• Task objective: For the entries that follow, state how many lines include the word "left", giving the number and nothing else.

(Collected data)
════════
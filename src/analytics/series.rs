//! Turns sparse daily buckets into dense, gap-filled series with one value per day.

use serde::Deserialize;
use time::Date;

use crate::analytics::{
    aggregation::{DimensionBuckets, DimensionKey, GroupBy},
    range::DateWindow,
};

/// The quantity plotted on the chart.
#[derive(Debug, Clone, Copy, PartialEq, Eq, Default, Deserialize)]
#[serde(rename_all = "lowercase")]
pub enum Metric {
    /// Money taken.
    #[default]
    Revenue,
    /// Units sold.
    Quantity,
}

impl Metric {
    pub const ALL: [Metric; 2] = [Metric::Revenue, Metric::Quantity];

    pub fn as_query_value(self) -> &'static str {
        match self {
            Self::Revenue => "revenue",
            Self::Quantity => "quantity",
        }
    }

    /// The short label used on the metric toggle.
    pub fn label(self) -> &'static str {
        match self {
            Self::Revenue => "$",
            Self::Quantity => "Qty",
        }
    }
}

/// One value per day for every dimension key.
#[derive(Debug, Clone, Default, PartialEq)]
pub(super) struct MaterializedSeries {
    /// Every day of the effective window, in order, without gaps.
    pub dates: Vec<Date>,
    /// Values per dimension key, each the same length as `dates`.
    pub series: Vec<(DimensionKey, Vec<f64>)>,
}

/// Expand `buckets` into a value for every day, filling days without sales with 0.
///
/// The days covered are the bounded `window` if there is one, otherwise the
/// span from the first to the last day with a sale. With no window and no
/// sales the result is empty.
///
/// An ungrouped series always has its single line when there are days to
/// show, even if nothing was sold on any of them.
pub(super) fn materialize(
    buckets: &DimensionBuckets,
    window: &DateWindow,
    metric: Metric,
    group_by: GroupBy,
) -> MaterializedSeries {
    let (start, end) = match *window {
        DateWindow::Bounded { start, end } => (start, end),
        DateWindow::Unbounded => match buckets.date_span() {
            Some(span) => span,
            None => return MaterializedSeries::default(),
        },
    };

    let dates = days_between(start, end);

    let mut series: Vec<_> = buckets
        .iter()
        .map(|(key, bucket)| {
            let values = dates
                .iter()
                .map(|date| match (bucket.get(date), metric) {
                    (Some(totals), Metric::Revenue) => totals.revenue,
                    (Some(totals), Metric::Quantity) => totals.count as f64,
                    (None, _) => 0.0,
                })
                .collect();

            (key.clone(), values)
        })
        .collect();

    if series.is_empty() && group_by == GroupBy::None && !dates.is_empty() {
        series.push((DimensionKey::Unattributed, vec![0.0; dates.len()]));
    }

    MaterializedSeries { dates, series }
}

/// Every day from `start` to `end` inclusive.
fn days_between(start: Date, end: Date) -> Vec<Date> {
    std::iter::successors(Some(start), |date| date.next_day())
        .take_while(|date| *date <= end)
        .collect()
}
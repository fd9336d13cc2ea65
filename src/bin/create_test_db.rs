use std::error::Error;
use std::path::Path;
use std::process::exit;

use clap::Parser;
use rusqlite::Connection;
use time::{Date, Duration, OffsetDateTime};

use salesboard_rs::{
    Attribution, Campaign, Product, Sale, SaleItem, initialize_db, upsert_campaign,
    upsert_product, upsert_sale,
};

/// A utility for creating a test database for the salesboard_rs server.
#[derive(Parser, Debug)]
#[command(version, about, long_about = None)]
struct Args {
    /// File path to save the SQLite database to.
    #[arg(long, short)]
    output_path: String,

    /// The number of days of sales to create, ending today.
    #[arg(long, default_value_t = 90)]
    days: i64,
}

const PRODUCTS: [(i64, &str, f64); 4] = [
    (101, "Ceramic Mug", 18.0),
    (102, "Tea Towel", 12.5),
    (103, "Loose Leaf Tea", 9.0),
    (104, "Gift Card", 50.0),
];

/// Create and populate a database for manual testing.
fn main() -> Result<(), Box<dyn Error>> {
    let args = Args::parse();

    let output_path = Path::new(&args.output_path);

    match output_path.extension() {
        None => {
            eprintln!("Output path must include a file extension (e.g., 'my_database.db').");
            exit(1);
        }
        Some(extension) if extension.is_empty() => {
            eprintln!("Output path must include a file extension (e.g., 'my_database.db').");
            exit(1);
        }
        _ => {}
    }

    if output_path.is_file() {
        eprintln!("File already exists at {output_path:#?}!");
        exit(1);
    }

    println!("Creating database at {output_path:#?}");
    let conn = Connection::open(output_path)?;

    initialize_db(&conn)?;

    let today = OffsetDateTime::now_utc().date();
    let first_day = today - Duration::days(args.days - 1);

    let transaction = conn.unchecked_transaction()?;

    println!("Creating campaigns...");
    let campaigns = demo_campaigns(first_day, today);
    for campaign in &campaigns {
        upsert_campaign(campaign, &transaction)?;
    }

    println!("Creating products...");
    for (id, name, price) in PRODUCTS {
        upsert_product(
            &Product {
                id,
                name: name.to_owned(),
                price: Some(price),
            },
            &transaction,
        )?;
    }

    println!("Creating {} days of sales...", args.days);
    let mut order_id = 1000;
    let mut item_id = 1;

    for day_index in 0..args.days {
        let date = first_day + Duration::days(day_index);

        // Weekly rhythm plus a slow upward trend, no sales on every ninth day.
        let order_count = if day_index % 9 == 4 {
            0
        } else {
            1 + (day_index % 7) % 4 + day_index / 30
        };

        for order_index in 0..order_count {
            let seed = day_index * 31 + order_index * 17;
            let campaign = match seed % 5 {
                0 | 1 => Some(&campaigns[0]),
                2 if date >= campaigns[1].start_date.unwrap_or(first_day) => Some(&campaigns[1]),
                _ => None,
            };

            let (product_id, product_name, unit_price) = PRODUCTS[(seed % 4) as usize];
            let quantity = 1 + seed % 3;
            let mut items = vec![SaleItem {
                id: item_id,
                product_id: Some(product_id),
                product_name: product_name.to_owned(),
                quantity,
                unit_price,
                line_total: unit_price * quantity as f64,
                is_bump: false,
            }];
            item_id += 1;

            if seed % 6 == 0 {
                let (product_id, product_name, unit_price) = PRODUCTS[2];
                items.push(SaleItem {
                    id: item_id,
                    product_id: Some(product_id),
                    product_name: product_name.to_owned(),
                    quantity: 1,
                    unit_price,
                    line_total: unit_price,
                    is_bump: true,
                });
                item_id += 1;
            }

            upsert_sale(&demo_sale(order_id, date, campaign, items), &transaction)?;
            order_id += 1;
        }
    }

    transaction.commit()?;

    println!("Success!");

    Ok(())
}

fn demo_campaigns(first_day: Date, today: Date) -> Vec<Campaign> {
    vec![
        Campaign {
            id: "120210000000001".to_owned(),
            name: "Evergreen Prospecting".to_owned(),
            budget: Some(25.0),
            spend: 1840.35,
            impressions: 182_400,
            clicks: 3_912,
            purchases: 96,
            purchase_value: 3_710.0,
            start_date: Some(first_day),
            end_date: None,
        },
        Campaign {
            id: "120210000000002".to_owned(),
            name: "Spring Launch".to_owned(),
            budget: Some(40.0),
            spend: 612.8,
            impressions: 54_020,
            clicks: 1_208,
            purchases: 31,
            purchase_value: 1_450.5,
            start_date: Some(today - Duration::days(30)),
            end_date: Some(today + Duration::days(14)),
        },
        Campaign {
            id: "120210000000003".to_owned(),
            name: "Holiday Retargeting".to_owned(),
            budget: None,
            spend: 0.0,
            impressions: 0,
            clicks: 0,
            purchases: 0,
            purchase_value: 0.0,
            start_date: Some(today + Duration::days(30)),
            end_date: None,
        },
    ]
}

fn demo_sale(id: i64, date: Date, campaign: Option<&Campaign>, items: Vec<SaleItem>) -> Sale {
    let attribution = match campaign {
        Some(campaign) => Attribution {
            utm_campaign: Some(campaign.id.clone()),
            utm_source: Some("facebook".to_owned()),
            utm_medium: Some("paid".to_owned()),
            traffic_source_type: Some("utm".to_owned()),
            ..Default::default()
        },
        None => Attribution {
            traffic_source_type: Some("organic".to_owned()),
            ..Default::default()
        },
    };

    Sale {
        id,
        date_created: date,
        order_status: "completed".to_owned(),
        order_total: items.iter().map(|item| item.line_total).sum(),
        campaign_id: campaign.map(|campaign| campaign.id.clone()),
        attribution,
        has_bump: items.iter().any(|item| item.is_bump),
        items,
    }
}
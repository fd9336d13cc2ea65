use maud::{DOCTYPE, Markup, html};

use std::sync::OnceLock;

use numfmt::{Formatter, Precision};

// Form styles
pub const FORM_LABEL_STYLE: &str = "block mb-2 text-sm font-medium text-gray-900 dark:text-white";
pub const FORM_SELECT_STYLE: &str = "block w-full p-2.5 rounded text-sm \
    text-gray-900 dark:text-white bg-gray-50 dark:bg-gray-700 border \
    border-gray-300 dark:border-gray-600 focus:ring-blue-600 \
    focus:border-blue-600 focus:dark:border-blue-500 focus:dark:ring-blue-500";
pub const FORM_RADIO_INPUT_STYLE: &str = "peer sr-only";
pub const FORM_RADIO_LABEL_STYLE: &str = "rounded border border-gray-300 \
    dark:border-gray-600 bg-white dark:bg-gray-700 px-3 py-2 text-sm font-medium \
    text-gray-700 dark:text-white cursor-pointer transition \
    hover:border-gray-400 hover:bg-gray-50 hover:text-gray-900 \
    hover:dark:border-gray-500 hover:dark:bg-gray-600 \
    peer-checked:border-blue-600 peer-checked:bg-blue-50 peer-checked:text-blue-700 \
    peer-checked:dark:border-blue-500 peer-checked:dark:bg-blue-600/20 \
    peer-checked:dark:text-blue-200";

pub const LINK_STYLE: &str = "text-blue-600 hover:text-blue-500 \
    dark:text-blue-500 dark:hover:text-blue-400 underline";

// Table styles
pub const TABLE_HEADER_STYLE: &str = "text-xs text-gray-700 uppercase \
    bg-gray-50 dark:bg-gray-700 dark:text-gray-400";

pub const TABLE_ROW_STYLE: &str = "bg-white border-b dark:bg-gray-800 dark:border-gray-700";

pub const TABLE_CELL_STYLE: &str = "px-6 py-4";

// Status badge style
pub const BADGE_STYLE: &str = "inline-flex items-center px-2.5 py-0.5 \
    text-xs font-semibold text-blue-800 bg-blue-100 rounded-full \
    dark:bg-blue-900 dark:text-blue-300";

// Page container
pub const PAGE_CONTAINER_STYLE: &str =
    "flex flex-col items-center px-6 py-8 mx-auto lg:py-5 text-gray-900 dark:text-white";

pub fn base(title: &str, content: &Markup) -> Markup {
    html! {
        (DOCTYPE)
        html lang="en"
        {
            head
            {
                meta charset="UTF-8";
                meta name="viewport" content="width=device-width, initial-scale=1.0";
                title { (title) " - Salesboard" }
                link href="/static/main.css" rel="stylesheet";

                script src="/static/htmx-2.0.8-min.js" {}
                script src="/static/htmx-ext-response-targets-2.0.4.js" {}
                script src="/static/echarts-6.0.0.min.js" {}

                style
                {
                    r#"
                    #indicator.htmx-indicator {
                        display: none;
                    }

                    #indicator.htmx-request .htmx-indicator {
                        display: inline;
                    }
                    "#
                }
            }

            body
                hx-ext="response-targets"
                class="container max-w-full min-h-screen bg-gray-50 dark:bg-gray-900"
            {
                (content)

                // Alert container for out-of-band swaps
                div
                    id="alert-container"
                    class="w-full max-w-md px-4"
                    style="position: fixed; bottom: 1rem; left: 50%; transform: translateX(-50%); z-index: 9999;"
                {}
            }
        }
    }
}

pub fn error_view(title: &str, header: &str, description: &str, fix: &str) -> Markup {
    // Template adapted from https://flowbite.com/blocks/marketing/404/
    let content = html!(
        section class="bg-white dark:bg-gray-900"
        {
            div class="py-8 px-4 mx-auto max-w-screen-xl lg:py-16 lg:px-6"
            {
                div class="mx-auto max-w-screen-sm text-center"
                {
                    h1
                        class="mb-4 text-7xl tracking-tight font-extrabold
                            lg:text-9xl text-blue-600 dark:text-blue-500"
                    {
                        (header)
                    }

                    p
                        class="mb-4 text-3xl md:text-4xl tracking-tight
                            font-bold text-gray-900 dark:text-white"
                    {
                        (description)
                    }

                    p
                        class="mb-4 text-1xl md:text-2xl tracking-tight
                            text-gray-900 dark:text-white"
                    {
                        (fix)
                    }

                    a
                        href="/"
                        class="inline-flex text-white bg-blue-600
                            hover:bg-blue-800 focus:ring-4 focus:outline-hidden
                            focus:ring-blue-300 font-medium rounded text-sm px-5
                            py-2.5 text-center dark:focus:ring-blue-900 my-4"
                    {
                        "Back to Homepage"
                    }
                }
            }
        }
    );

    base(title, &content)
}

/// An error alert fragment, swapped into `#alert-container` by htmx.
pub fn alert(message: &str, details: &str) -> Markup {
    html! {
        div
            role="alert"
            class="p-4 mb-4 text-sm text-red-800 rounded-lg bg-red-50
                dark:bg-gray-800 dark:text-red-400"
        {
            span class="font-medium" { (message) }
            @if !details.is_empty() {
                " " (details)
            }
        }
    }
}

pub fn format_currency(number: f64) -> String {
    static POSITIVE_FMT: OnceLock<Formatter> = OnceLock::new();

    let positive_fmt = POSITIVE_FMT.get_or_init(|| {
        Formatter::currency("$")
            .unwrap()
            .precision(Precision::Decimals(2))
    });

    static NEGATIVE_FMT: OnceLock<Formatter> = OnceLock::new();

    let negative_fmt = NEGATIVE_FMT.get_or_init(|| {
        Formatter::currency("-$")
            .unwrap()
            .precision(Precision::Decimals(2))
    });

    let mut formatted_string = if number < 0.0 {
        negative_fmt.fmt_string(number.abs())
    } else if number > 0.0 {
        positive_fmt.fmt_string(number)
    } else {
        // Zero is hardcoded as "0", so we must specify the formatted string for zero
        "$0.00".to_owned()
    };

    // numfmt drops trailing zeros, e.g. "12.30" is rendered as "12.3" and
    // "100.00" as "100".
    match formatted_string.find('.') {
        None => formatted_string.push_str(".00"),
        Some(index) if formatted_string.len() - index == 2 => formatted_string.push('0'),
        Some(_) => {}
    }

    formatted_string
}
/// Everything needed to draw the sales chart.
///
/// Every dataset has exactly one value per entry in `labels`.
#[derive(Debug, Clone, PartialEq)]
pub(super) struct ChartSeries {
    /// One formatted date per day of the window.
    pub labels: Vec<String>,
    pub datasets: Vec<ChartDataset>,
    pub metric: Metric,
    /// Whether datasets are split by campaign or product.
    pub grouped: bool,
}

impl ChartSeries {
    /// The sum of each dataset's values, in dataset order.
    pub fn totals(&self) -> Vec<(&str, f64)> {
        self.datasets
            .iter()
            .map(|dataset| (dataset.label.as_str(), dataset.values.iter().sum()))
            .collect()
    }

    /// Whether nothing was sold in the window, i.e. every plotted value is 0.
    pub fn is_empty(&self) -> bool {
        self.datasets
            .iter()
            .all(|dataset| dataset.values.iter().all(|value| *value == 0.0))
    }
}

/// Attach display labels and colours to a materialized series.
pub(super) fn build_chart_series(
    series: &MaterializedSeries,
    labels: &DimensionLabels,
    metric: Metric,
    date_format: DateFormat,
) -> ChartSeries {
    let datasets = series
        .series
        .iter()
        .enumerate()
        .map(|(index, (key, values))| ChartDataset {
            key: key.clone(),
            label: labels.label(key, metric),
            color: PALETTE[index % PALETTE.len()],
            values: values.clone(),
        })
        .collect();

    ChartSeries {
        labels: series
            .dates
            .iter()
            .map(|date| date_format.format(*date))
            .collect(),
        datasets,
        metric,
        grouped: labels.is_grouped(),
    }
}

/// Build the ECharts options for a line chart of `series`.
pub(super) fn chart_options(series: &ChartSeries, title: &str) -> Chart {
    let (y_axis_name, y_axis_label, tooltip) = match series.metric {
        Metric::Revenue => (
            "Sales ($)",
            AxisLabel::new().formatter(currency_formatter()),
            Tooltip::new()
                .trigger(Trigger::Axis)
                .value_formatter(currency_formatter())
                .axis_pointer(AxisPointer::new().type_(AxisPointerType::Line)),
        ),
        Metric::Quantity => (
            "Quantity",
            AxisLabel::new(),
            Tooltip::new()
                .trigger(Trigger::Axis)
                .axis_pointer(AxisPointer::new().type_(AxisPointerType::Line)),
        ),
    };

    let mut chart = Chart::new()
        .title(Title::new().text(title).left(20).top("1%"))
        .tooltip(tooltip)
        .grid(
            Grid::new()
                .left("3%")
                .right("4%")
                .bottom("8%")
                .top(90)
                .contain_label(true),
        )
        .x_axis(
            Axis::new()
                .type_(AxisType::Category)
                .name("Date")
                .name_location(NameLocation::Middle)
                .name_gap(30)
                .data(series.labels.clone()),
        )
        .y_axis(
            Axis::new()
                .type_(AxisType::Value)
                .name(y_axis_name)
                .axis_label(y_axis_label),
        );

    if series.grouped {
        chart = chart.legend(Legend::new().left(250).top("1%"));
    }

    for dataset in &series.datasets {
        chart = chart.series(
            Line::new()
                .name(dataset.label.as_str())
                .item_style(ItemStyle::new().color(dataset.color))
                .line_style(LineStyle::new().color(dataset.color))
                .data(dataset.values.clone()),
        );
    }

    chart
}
════════
• Result: 4